Otros casos problemáticos

Así que ésta es una de las premisas importantes a comprobar antes de adquirir un inmueble de estas características: Comprobar cuáles son los parámetros urbanísticos a cumplir en el caso de realizar un reforma total del inmueble. Como vemos, con solo realizar esta consulta, nos ahorraremos increíbles dolores de cabeza e indeseables imprevistos económicos que condicionarán la adecuación de la vivienda.

Finalmente, tras consultar con los técnicos municipales, el caso se solucionó ascendiendo dos alturas únicamente en la primera crujía del edificio, la recayente a la vía pública. De modo que se respetaban los volúmenes exigidos en el planeamiento, y no fue necesario ascender los 100 m2 en planta que tiene la vivienda. Aun así, esta pequeña ampliación supuso un importante sobrecoste respecto a las previsiones económicas del propietario.

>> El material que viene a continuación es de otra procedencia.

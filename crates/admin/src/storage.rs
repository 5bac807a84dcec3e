//! Object storage client.
//!
//! Talks to a storage REST API with the service key as a bearer token:
//!
//! ```text
//! POST   {base}/object/{bucket}/{path}   upload (x-upsert: true to replace)
//! DELETE {base}/object/{bucket}          body {"prefixes": [path]}
//! GET    {base}/object/public/{bucket}/{path}   public URL
//! ```

use std::sync::Arc;

use async_trait::async_trait;
use reqwest::header::{AUTHORIZATION, CONTENT_TYPE, HeaderMap, HeaderValue};
use secrecy::ExposeSecret;
use serde::Serialize;
use tracing::instrument;
use vitrina_core::repository::{FileStore, StorageError};

use crate::config::StorageConfig;

/// HTTP [`FileStore`] implementation.
#[derive(Clone)]
pub struct StorageClient {
    inner: Arc<StorageClientInner>,
}

struct StorageClientInner {
    client: reqwest::Client,
    base_url: String,
}

#[derive(Serialize)]
struct RemoveRequest<'a> {
    prefixes: [&'a str; 1],
}

#[allow(clippy::needless_pass_by_value)] // used as a `map_err` callback
fn request_error(err: reqwest::Error) -> StorageError {
    StorageError::Request(err.to_string())
}

impl StorageClient {
    /// Create a new storage client.
    ///
    /// # Errors
    ///
    /// Returns [`StorageError::Request`] if the service key is not a valid
    /// header value or the HTTP client cannot be built.
    pub fn new(config: &StorageConfig) -> Result<Self, StorageError> {
        let mut bearer =
            HeaderValue::from_str(&format!("Bearer {}", config.service_key.expose_secret()))
                .map_err(|_| StorageError::Request("invalid service key".to_string()))?;
        bearer.set_sensitive(true);

        let mut headers = HeaderMap::new();
        headers.insert(AUTHORIZATION, bearer);

        let client = reqwest::Client::builder()
            .default_headers(headers)
            .build()
            .map_err(|e| StorageError::Request(e.to_string()))?;

        Ok(Self {
            inner: Arc::new(StorageClientInner {
                client,
                base_url: config.url.as_str().trim_end_matches('/').to_string(),
            }),
        })
    }

    fn object_url(&self, bucket: &str, path: &str) -> String {
        format!(
            "{}/object/{}/{}",
            self.inner.base_url,
            urlencoding::encode(bucket),
            encode_path(path)
        )
    }

    async fn check(response: reqwest::Response) -> Result<(), StorageError> {
        let status = response.status();
        if status.is_success() {
            return Ok(());
        }
        let message = response.text().await.map_err(request_error)?;
        tracing::warn!(status = status.as_u16(), %message, "storage request rejected");
        Err(StorageError::Status {
            status: status.as_u16(),
            message,
        })
    }
}

/// Percent-encode each segment of an object path, keeping the separators.
fn encode_path(path: &str) -> String {
    path.split('/')
        .map(|segment| urlencoding::encode(segment).into_owned())
        .collect::<Vec<_>>()
        .join("/")
}

#[async_trait]
impl FileStore for StorageClient {
    #[instrument(skip(self, bytes), fields(size = bytes.len()))]
    async fn upload(
        &self,
        bucket: &str,
        path: &str,
        bytes: Vec<u8>,
        content_type: &str,
        upsert: bool,
    ) -> Result<String, StorageError> {
        let response = self
            .inner
            .client
            .post(self.object_url(bucket, path))
            .header(CONTENT_TYPE, content_type)
            .header("x-upsert", if upsert { "true" } else { "false" })
            .body(bytes)
            .send()
            .await
            .map_err(request_error)?;
        Self::check(response).await?;

        tracing::info!("object uploaded");
        Ok(self.public_url(bucket, path))
    }

    #[instrument(skip(self))]
    async fn remove(&self, bucket: &str, path: &str) -> Result<(), StorageError> {
        let response = self
            .inner
            .client
            .delete(format!(
                "{}/object/{}",
                self.inner.base_url,
                urlencoding::encode(bucket)
            ))
            .json(&RemoveRequest { prefixes: [path] })
            .send()
            .await
            .map_err(request_error)?;
        Self::check(response).await?;

        tracing::info!("object removed");
        Ok(())
    }

    fn public_url(&self, bucket: &str, path: &str) -> String {
        format!(
            "{}/object/public/{}/{}",
            self.inner.base_url,
            urlencoding::encode(bucket),
            encode_path(path)
        )
    }
}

Algo similar puede suceder en casas de campo. En ocasiones, los agentes inmobiliarios, ávidos por registrar ventas en sus expedientes, no suelen informar a las alegres parejas de que van a consultar precios de inmuebles de esta tipología, de la situación legal de los mismos. Ha sucedido que, tras escriturar y consultar por las obras que pueden realizar en dicho inmueble, han sido informados que no es posible construir en esa ubicación, y que únicamente se permite el inmueble consolidado urbanísticamente, tal y como lo adquierieron, esto es, hecho un asco.

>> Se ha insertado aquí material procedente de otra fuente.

//! Session cart ledger.
//!
//! A cart is a list of product snapshots with quantities, kept in insertion
//! order. Snapshots are taken when a product is first added, so later edits
//! to the product do not change what the customer already put in the cart.

use std::num::NonZeroU32;

use serde::{Deserialize, Serialize};

use crate::catalog::Product;
use crate::types::{Price, ProductId};

/// One product in the cart.
#[derive(Debug, Clone, PartialEq, Eq, Serialize, Deserialize)]
pub struct CartLine {
    pub product_id: ProductId,
    pub name: String,
    pub price: Price,
    pub image: String,
    pub quantity: NonZeroU32,
}

impl CartLine {
    fn snapshot(product: &Product, quantity: NonZeroU32) -> Self {
        Self {
            product_id: product.id,
            name: product.name.clone(),
            price: product.price,
            image: product.image.clone(),
            quantity,
        }
    }

    /// Price × quantity.
    #[must_use]
    pub fn line_total(&self) -> Price {
        self.price.times(self.quantity.get())
    }
}

/// The cart ledger.
///
/// Quantities are [`NonZeroU32`], so a zero-quantity line cannot exist:
/// setting a quantity to zero removes the line instead.
#[derive(Debug, Clone, Default, PartialEq, Eq, Serialize, Deserialize)]
#[serde(transparent)]
pub struct CartLedger {
    lines: Vec<CartLine>,
}

impl CartLedger {
    #[must_use]
    pub fn new() -> Self {
        Self::default()
    }

    /// Add one unit of `product`.
    pub fn add(&mut self, product: &Product) {
        self.add_quantity(product, 1);
    }

    /// Add `quantity` units of `product`; zero is a no-op.
    pub fn add_quantity(&mut self, product: &Product, quantity: u32) {
        let Some(quantity) = NonZeroU32::new(quantity) else {
            return;
        };
        match self.line_mut(product.id) {
            Some(line) => line.quantity = line.quantity.saturating_add(quantity.get()),
            None => self.lines.push(CartLine::snapshot(product, quantity)),
        }
    }

    /// Overwrite the quantity of a line; zero removes it.
    ///
    /// Returns `false` if the product is not in the cart.
    pub fn set_quantity(&mut self, product_id: ProductId, quantity: u32) -> bool {
        let Some(quantity) = NonZeroU32::new(quantity) else {
            return self.remove(product_id);
        };
        match self.line_mut(product_id) {
            Some(line) => {
                line.quantity = quantity;
                true
            }
            None => false,
        }
    }

    /// Remove a line. Returns whether anything was removed.
    pub fn remove(&mut self, product_id: ProductId) -> bool {
        let before = self.lines.len();
        self.lines.retain(|line| line.product_id != product_id);
        self.lines.len() != before
    }

    pub fn clear(&mut self) {
        self.lines.clear();
    }

    #[must_use]
    pub fn lines(&self) -> &[CartLine] {
        &self.lines
    }

    #[must_use]
    pub fn is_empty(&self) -> bool {
        self.lines.is_empty()
    }

    /// Sum of quantities.
    #[must_use]
    pub fn total_items(&self) -> u32 {
        self.lines
            .iter()
            .fold(0, |acc, line| acc.saturating_add(line.quantity.get()))
    }

    /// Sum of price × quantity.
    #[must_use]
    pub fn total_amount(&self) -> Price {
        self.lines.iter().map(CartLine::line_total).sum()
    }

    fn line_mut(&mut self, product_id: ProductId) -> Option<&mut CartLine> {
        self.lines
            .iter_mut()
            .find(|line| line.product_id == product_id)
    }
}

Se han dado otros casos, en los que la vivienda low cost se ubica en un edcedula habitabilidadificio de viviendas antiguo. Típicamente de dos o tres plantas y de fachada estrecha, ubicado en el centro histórico o cercano a él. En los casos en los que el inmueble dispone de suministro eléctrico y suministro de agua puede que tenga menos repercusión, siempre y cuando el comprador no tenga pensado hacer obras sobre la vivienda. Pero en el caso en que sí necesite dicho suministro, necesitará un Certificado de un técnico para obtener la Cédula de Habitabilidad o Licencia de Segunda Ocupación. Lo que sucede a menudo es que este tipo de viviendas, más aún cuando tienen alrededor de cien años de antigüedad, acostumbran a no cumplir casi ningún requisito de los demandados en la normativa de habitabilidad para su caso, con lo que se hace necesario hacer alguna actuación para adecuarla.

Otro caso, con este tipo de piso antiguo, es que el comprador lo adquiera para  reformarlo de arriba a abajo, por lo que necesitará presentar un proyecto técnico en el ayuntamiento de turno. Dicho proyecto debe reflejar, entre otros tantos documentos, el cumplimiento de la normativa de habitabilidad aplicable. Puede darse el caso que la distribución que propone el cliente no se adecue a dicha normativa y que, el inmueble que adquirió, solo admite una o dos distribuciones posibles para justificar su cumplimiento. El problema en este caso reside en que, el cliente adquirió un inmueble con unas expectativas concretas, que se ven truncadas en el momento de legalizar las obras, con la consiguiente decepción.

Conclusiones y consejos

Todos ellos son casos similares, y se reducen  a una misma solución, tan fácil como efectiva, que no es otra informarse de todo previo a la compra del inmueble. Como ya hemos dicho en posts anteriores, puede sonar incluso muy evidente, pero no son pocos los casos que se dan de este tipo, y viéndolo desde la perspectiva del comprador es comprensible que, entre tantos parámetros a tener en cuenta para adquirir una vivienda, se sume además el de consultar o realizar todos estos trámites para obtener la información oportuna de la vivienda en cuestión, y pueda pasárseles alguna que otra gestión.

Por ello, es aconsejable apoyarse en técnicos, que puedan rápidamente realizar dicha consulta y aconsejar a los compradores sobre cómo operar según qué casos. Hemos de pensar que, en estos casos, en los que se adquieren viviendas a tan bajo coste, es porque se prevé un posterior desembolso mayor para la ejecución de obras. Por lo que, ya que de todos modos hay que contactar con algún técnico para la redacción del proyecto, mejor contactar con éste antes, y ya de paso nos ahorramos problemas, imprevistos, retrasos y sobrecostes innecesarios.